[Data excerpts]
....
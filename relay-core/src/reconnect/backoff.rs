//! Backoff delay computation.

use std::time::Duration;

/// Exponential backoff without jitter.
///
/// `delay(n) = min(max_delay, base_delay * multiplier^(n-1))` for the
/// 1-indexed attempt `n`.
#[derive(Debug, Clone, Copy, PartialEq)]
pub struct BackoffPolicy {
    pub base_delay: Duration,
    pub max_delay: Duration,
    pub multiplier: f64,
}

impl Default for BackoffPolicy {
    fn default() -> Self {
        Self {
            base_delay: Duration::from_secs(1),
            max_delay: Duration::from_secs(30),
            multiplier: 2.0,
        }
    }
}

impl BackoffPolicy {
    /// Delay to wait before the given attempt.
    ///
    /// Anything that does not fit a `Duration` (overflow, NaN, negative)
    /// saturates to `max_delay`.
    pub fn delay(&self, attempt: u32) -> Duration {
        let exponent = attempt.saturating_sub(1).min(i32::MAX as u32) as i32;
        let secs = self.base_delay.as_secs_f64() * self.multiplier.powi(exponent);
        match Duration::try_from_secs_f64(secs) {
            Ok(delay) => delay.min(self.max_delay),
            Err(_) => self.max_delay,
        }
    }
}

#[cfg(test)]
mod tests {
    use super::*;

    #[test]
    fn default_schedule() {
        let policy = BackoffPolicy::default();
        let delays: Vec<u64> = (1..=7).map(|n| policy.delay(n).as_secs()).collect();
        assert_eq!(delays, vec![1, 2, 4, 8, 16, 30, 30]);
    }

    #[test]
    fn formula_holds_for_every_attempt() {
        let policy = BackoffPolicy {
            base_delay: Duration::from_millis(250),
            max_delay: Duration::from_secs(10),
            multiplier: 3.0,
        };
        for attempt in 1..=10u32 {
            let expected = Duration::from_millis(250)
                .mul_f64(3f64.powi(attempt as i32 - 1))
                .min(Duration::from_secs(10));
            assert_eq!(policy.delay(attempt), expected, "attempt {attempt}");
        }
    }

    #[test]
    fn huge_attempts_saturate() {
        let policy = BackoffPolicy::default();
        assert_eq!(policy.delay(u32::MAX), Duration::from_secs(30));
    }

    #[test]
    fn nonsense_multiplier_saturates() {
        let policy = BackoffPolicy {
            multiplier: -2.0,
            ..Default::default()
        };
        assert_eq!(policy.delay(2), Duration::from_secs(30));
    }

    #[test]
    fn attempt_zero_behaves_like_first() {
        let policy = BackoffPolicy::default();
        assert_eq!(policy.delay(0), policy.delay(1));
    }
}
//! The operating system clipboard, through `arboard`.
//!
//! `arboard` exchanges images as raw RGBA; they are converted to and from
//! canonical PNG at this boundary.

use std::borrow::Cow;
use std::sync::{Mutex, MutexGuard, PoisonError};

use arboard::{Clipboard, ImageData};
use tracing::{debug, info};

use crate::clipboard::backend::{ClipboardBackend, ClipboardFormat};
use crate::clipboard::image::{decode_rgba, rgba_to_png};
use crate::error::RelayError;

/// The desktop clipboard. Opened on first [`init`](ClipboardBackend::init)
/// and kept open so content written from this process stays available.
#[derive(Default)]
pub struct SystemClipboard {
    inner: Mutex<Option<Clipboard>>,
}

impl std::fmt::Debug for SystemClipboard {
    fn fmt(&self, f: &mut std::fmt::Formatter<'_>) -> std::fmt::Result {
        f.debug_struct("SystemClipboard")
            .field("open", &self.lock().is_some())
            .finish()
    }
}

impl SystemClipboard {
    pub fn new() -> Self {
        Self::default()
    }

    fn lock(&self) -> MutexGuard<'_, Option<Clipboard>> {
        self.inner.lock().unwrap_or_else(PoisonError::into_inner)
    }

    fn with_clipboard<T>(
        &self,
        f: impl FnOnce(&mut Clipboard) -> Result<T, RelayError>,
    ) -> Result<T, RelayError> {
        let mut guard = self.lock();
        if guard.is_none() {
            *guard = Some(open()?);
        }
        match guard.as_mut() {
            Some(clipboard) => f(clipboard),
            None => Err(RelayError::Clipboard("clipboard not open".into())),
        }
    }
}

fn open() -> Result<Clipboard, RelayError> {
    let clipboard = Clipboard::new()
        .map_err(|e| RelayError::Clipboard(format!("failed to access clipboard: {e}")))?;
    info!("system clipboard opened");
    Ok(clipboard)
}

impl ClipboardBackend for SystemClipboard {
    fn init(&self) -> Result<(), RelayError> {
        self.with_clipboard(|_| Ok(()))
    }

    fn read(&self, format: ClipboardFormat) -> Option<Vec<u8>> {
        let result = self.with_clipboard(|clipboard| match format {
            ClipboardFormat::Text => clipboard
                .get_text()
                .map(String::into_bytes)
                .map_err(|e| RelayError::Clipboard(e.to_string())),
            ClipboardFormat::Image => {
                let image = clipboard
                    .get_image()
                    .map_err(|e| RelayError::Clipboard(e.to_string()))?;
                rgba_to_png(image.width, image.height, image.bytes.into_owned())
            }
        });
        match result {
            Ok(data) => Some(data),
            Err(e) => {
                // empty clipboards are reported as errors too
                debug!(?format, "clipboard read: {e}");
                None
            }
        }
    }

    fn write(&self, format: ClipboardFormat, data: &[u8]) -> Result<(), RelayError> {
        match format {
            ClipboardFormat::Text => {
                let text = String::from_utf8_lossy(data).into_owned();
                self.with_clipboard(|clipboard| {
                    clipboard
                        .set_text(text)
                        .map_err(|e| RelayError::Clipboard(format!("failed to set text: {e}")))
                })
            }
            ClipboardFormat::Image => {
                let (width, height, rgba) = decode_rgba(data)?;
                self.with_clipboard(|clipboard| {
                    clipboard
                        .set_image(ImageData {
                            width,
                            height,
                            bytes: Cow::Owned(rgba),
                        })
                        .map_err(|e| RelayError::Clipboard(format!("failed to set image: {e}")))
                })
            }
        }
    }
}
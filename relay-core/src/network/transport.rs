//! The `send(bytes)` half of the transport contract.
//!
//! Inbound delivery is push-based: whoever owns the transport hands
//! received frames to [`ControlChannel::handle_incoming`].
//!
//! [`ControlChannel::handle_incoming`]: crate::channel::ControlChannel::handle_incoming

use std::sync::Arc;

use async_trait::async_trait;
use tokio::sync::mpsc;

use crate::error::RelayError;
use crate::protocol::Envelope;

/// An opaque, ordered, outbound message channel.
#[async_trait]
pub trait Transport: Send + Sync {
    /// Queue one frame for delivery. Frames are delivered in call order.
    async fn send(&self, frame: Vec<u8>) -> Result<(), RelayError>;

    /// Encode and send one envelope.
    async fn send_envelope(&self, envelope: &Envelope) -> Result<(), RelayError> {
        let frame = envelope.to_bytes()?;
        self.send(frame).await
    }
}

#[async_trait]
impl<T: Transport + ?Sized> Transport for Arc<T> {
    async fn send(&self, frame: Vec<u8>) -> Result<(), RelayError> {
        (**self).send(frame).await
    }
}

/// Transport backed by a bounded mpsc queue.
///
/// A full queue applies backpressure to the caller; a dropped receiver
/// turns every send into [`RelayError::ChannelClosed`].
#[derive(Debug, Clone)]
pub struct ChannelTransport {
    tx: mpsc::Sender<Vec<u8>>,
}

impl ChannelTransport {
    pub fn new(tx: mpsc::Sender<Vec<u8>>) -> Self {
        Self { tx }
    }

    /// Create a transport together with the receiving end of its queue.
    pub fn channel(capacity: usize) -> (Self, mpsc::Receiver<Vec<u8>>) {
        let (tx, rx) = mpsc::channel(capacity);
        (Self::new(tx), rx)
    }
}

#[async_trait]
impl Transport for ChannelTransport {
    async fn send(&self, frame: Vec<u8>) -> Result<(), RelayError> {
        self.tx.send(frame).await.map_err(RelayError::from)
    }
}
....
- Exercise directions -
Say how many lines above contain the string "await", writing only the number.

- Solution to the problem -
3